Exercise goal: Nothing but the lines from the start of the records below through the line that has "execution with per-invocation" should appear, each exactly as given.

(Entries taken from a collection)
══════

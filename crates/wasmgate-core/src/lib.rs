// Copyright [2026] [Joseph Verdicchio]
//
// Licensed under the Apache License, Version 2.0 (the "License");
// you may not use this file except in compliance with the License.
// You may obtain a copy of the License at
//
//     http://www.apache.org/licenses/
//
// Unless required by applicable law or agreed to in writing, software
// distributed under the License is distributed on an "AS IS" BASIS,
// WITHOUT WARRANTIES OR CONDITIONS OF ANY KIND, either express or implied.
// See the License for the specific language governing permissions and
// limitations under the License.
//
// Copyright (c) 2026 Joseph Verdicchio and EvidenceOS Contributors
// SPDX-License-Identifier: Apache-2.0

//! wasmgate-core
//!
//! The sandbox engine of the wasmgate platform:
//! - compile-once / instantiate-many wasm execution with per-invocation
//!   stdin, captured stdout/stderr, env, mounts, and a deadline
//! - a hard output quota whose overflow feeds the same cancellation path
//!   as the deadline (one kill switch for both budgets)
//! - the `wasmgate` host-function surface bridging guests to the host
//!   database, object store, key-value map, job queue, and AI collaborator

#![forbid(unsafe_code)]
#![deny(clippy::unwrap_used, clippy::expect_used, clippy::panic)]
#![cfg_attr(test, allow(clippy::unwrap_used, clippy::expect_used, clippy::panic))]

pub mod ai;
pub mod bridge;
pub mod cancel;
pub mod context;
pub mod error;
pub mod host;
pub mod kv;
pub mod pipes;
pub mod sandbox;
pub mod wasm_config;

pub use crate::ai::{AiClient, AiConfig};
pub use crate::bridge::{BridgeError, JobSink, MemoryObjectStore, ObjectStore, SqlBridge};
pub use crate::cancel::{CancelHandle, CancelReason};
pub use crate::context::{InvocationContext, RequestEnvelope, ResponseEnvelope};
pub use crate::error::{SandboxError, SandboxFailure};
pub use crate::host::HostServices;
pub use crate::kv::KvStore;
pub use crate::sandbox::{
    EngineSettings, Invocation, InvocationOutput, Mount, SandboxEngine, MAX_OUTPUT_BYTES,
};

══════

Output of the task:
filename crates/wasmgate-core/src/lib.rs
// Copyright [2026] [Joseph Verdicchio]
//
// Licensed under the Apache License, Version 2.0 (the "License");
// you may not use this file except in compliance with the License.
// You may obtain a copy of the License at
//
//     http://www.apache.org/licenses/
//
// Unless required by applicable law or agreed to in writing, software
// distributed under the License is distributed on an "AS IS" BASIS,
// WITHOUT WARRANTIES OR CONDITIONS OF ANY KIND, either express or implied.
// See the License for the specific language governing permissions and
// limitations under the License.
//
// Copyright (c) 2026 Joseph Verdicchio and EvidenceOS Contributors
// SPDX-License-Identifier: Apache-2.0

//! wasmgate-core
//!
//! The sandbox engine of the wasmgate platform:
//! - compile-once / instantiate-many wasm execution with per-invocation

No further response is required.